一般而论,Data Clean Up 是针对bad data or dirty data,在明确为什么BAD DATA会产生,如何IDENTIFY BAD DATA, 以及删除BAD DATA的后果分析之前,贸然进行DATA的删除与修改是比较冒险的行为.以下简单的介绍了Dirty Data 的产生:
Dirty Data
Most healthcare facilities have recognized that their Master Patient Index (MPI) has some issue with its data integrity. The most common form of dirty data is duplicate Medical Record Numbers being assigned to one person. The size of the problem varies among facilities but industry estimates put the number at somewhere between 3% to as high as 15+%. Other forms of dirty data include overlaps (one person has more than one enterprise identifier for him / her across an enterprise master person index), overlays (one person is assigned, in the master patient index, to another person’s record) and erroneous, invalid and / or default data stored in key identifying fields.
Causes
There are a number of reasons why duplicate records occur.

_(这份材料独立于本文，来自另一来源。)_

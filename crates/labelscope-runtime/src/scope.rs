//! Scoped application API.
//!
//! [`Registry::with_labels`] installs a derived label set on the current
//! context for the duration of a closure and restores the previous set when
//! the closure exits, whether it returns, returns an `Err`, or panics.

use std::sync::Arc;
use std::sync::atomic::Ordering;

use labelscope_core::{Capability, ContextId, LabelError, LabelSet, Override, Result};
use tracing::error;

use crate::hooks::RunNotifications;
use crate::registry::Registry;

/// Restores a context's previous label set on drop.
pub(crate) struct ScopeGuard<'r> {
    registry: &'r Registry,
    ctx: ContextId,
    previous: Option<LabelSet>,
}

impl Drop for ScopeGuard<'_> {
    fn drop(&mut self) {
        if let Some(previous) = self.previous.take() {
            self.registry.restore(self.ctx, previous);
        }
    }
}

impl Registry {
    /// Run `work` with `overrides` applied on top of the current labels.
    ///
    /// Overrides apply in order, so a later entry for the same key wins.
    /// An empty override list runs `work` unchanged. The return value of
    /// `work` is passed through; the only error is a missing host
    /// capability, reported before `work` runs.
    pub fn with_labels<I, K, V, F, R>(&self, overrides: I, work: F) -> Result<R>
    where
        I: IntoIterator<Item = (K, V)>,
        K: Into<Arc<str>>,
        V: Into<Override>,
        F: FnOnce() -> R,
    {
        self.check_host()?;
        let _scope = self.enter_scope(normalize(overrides));
        Ok(work())
    }

    /// [`with_labels`](Self::with_labels) for a single label.
    pub fn with_label<K, V, F, R>(&self, key: K, value: V, work: F) -> Result<R>
    where
        K: Into<Arc<str>>,
        V: Into<Override>,
        F: FnOnce() -> R,
    {
        self.with_labels([(key, value)], work)
    }

    /// The current context's active labels.
    pub fn cur_labels(&self) -> Result<LabelSet> {
        self.check_host()?;
        Ok(self.current_labels())
    }

    pub(crate) fn enter_scope(&self, overrides: Vec<(Arc<str>, Override)>) -> ScopeGuard<'_> {
        let installed = if overrides.is_empty() {
            None
        } else {
            self.push_overrides(overrides)
        };
        let (ctx, previous) = match installed {
            Some((ctx, previous)) => (ctx, Some(previous)),
            None => (ContextId::ROOT, None),
        };
        ScopeGuard {
            registry: self,
            ctx,
            previous,
        }
    }

    /// Fail unless a host with context tracking and run notifications is
    /// bound. The first failure is also logged.
    pub(crate) fn check_host(&self) -> Result<()> {
        let missing = match self.host() {
            None => Some((
                Capability::ContextTracking,
                "no host scheduler adapter is bound to this registry",
            )),
            Some(caps) if !caps.context_tracking => Some((
                Capability::ContextTracking,
                "the host does not track an execution context per continuation",
            )),
            Some(caps) if caps.run_notifications == RunNotifications::None => Some((
                Capability::RunNotifications,
                "the host neither notifies before each resumption nor clears between resumptions",
            )),
            Some(_) => None,
        };
        let Some((capability, detail)) = missing else {
            return Ok(());
        };
        if !self.capability_reported.swap(true, Ordering::Relaxed) {
            error!(%capability, detail, "labelscope cannot run on this host");
        }
        Err(LabelError::CapabilityMissing {
            capability,
            detail: detail.to_string(),
        })
    }
}

pub(crate) fn normalize<I, K, V>(overrides: I) -> Vec<(Arc<str>, Override)>
where
    I: IntoIterator<Item = (K, V)>,
    K: Into<Arc<str>>,
    V: Into<Override>,
{
    overrides
        .into_iter()
        .map(|(k, v)| (k.into(), v.into()))
        .collect()
}

// ─────────────────────────────────────────────────────────────────────────────
// Tests
// ─────────────────────────────────────────────────────────────────────────────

During the patient registration process human errors can occur including: misspellings, missing data, use of nicknames and typos / transpositions to name a few. Identity fraud can result in duplicate records. As facilities are bought and sold, disparate information systems and data sets are merged. Converting data sets can result in missing, default and corrupt data. Finally, as MPI data integrity becomes compromised the easier it is for more duplicates to be created. When a database is cluttered with duplicates, the duplicate growth rate becomes exponential. |